– Голодная? Покормить тебя?

– Сиди режь спокойно! Не суетись, Соня. Я себе вот этого салата немного отложу, мне хватит заморить червячка.

– Червячка… – скрывая зависть, фыркаю я. Я бы горсточкой овощей в соевом соусе наелась максимум на час. – Как прошло? Всё нормально?

– Да, всё хорошо. – Но оптимизма в голосе не наблюдается. Глаза грустные, кажется, даже печальнее, чем три дня назад.

– Что случилось? Рассказывай давай! – насела я на Веру. – Проблемы? Администрация лютует? Претензии к содержанию? Или из «коллег» кто кровь портит?

– Нет, об этом Ванька и слова не сказал! Да он и не любит жаловаться…

– Так что тогда? Ну не томи, выкладывай! Сама же знаешь – женщине лучше знать даже самую страшную правду. Потому что по незнанию она такого напридумывает себе – чертям в аду станет тошно!

Невесело улыбнувшись, гостья продолжила вяло жевать салат.

– Вера, не буди моих излишне мнительных чертей…

Вздохнув с таким надрывом, что, казалось, она сейчас задохнётся июльским пыльным городским воздухом, замерла на несколько секунд, уставившись на столешницу.

– Понимаешь… У Ваньки взгляд стал пустой. Раньше он был хоть и грустный слегка, настороженный, но живой, а сейчас… Он перспектив для себя не видит. Меня пугает, с какой скоростью он дошёл до боязни свободы. Он обмолвился, в первый день ещё, что ему на воле делать нечего будет. Сама знаешь, актёрский мир – тот ещё серпентарий, за пять лет забудут все заслуги, займут все места, научатся делать вид, что такого актёра вообще знать не знают – Иван Беркутов… И полгода не прошло, как он уже осознал, что на своё прежнее место в привычном профессиональном мире он вернуться не сможет. Его не только свободы лишили, у него и имя отняли, на которое он пятнадцать лет пахал как проклятый. А выйдет потом – и будет не актёр Беркутов, а ноль… Просто Ваня.

Пытаясь осознать всю глубину открывшейся передо мной человеческой трагедии, закрываю глаза. Вот я, например. Кто я? Библиотековед. Но служение книжкам в моей жизни тоже кончилось. Теперь я делопроизводитель. Простая бумажная крыса. Была одним, стала кем-то другим? А другим ли? Раньше листала старые страницы, теперь таскаю по конторе свежие бумажки. Так ли велика разница?

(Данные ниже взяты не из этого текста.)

// Copyright 2023-Present Datadog, Inc. https://www.datadoghq.com/
// SPDX-License-Identifier: Apache-2.0

use regex::Regex;

/// Collapses dynamic path segments so that requests to the same route
/// aggregate together.
///
/// Rules run in order, case-insensitively:
/// UUID, 24-hex object id, 32-hex hash, numeric token, then dashed slugs.
#[derive(Debug, Clone)]
pub struct PathNormalizer {
    rules: Vec<(Regex, &'static str)>,
}

impl PathNormalizer {
    pub fn new() -> Result<Self, regex::Error> {
        let rules = [
            (
                r"(?i)\b[0-9a-f]{8}-[0-9a-f]{4}-[0-9a-f]{4}-[0-9a-f]{4}-[0-9a-f]{12}\b",
                ":uuid",
            ),
            (r"(?i)\b[0-9a-f]{24}\b", ":objectId"),
            (r"(?i)\b[0-9a-f]{32}\b", ":hash"),
            (r"\b\d+\b", ":id"),
            (r"(?i)/[a-z0-9]*-[a-z0-9\-]*", "/:slug"),
        ]
        .into_iter()
        .map(|(pattern, replacement)| Ok((Regex::new(pattern)?, replacement)))
        .collect::<Result<Vec<_>, regex::Error>>()?;
        Ok(Self { rules })
    }

    pub fn normalize(&self, path: &str) -> String {
        self.rules
            .iter()
            .fold(path.to_string(), |path, (rule, replacement)| {
                rule.replace_all(&path, *replacement).into_owned()
            })
    }
}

А актёр? Наверное, лицедейство, успех, стремление к вершинам мастерства – это особый род существования. Мне, не заражённой этим вирусом таланта, не дано понять душевных метаний человека, у которого отнято всё, ради чего он существовал в профессии долгие годы. Возможно, он найдёт способ заработать на жизнь, но будет ли это настоящей жизнью для него?

Где-то читала: вдохнувшего однажды бациллы сцены и аплодисментов исцелить может только смерть. Неужели существование вне сцены для артиста губительно? Даже если Беркутов сможет устроить свою жизнь без театра и кино, будет ли он собой? Таким, каким его знают, помнят и любят миллионы. Пока миллионы. Пока помнят.

Да разве же справедливо вот так просто убить талант! Раз дан человеку Дар, то дан для чего-то… Но как же может не угаснуть популярность, необходимая для успешного возвращения в профессию? И способности? Ведь актёрские способности тоже нужно тренировать, как спортсмену тело, как музыканту руки, как певцу голос. А бациллы сцены наверняка нуждаются в подпитке, в новой энергии игры, партнёрства, аплодисментов, зрительской энергии, наконец…

Идея возникла вдруг, внезапно. Будто бы ниоткуда. Но не успела я сама себе сказать «Зимина, ты сумасшедшая, никто никогда не позволит такого!», как необходимые шаги к достижению цели уже чётким списком выстроились в голове.

– Вера, послушай меня, – выронив нож, глухо стукнувший костяной ручкой по столу, я схватила за руку вздрогнувшую женщину, сидевшую напротив с задумчивым видом, – я знаю, что надо делать. Я понимаю, сейчас это покажется тебе бредом, насмешкой, издевательством над проблемами Ивана, но послушай меня до конца и не перебивай, хорошо?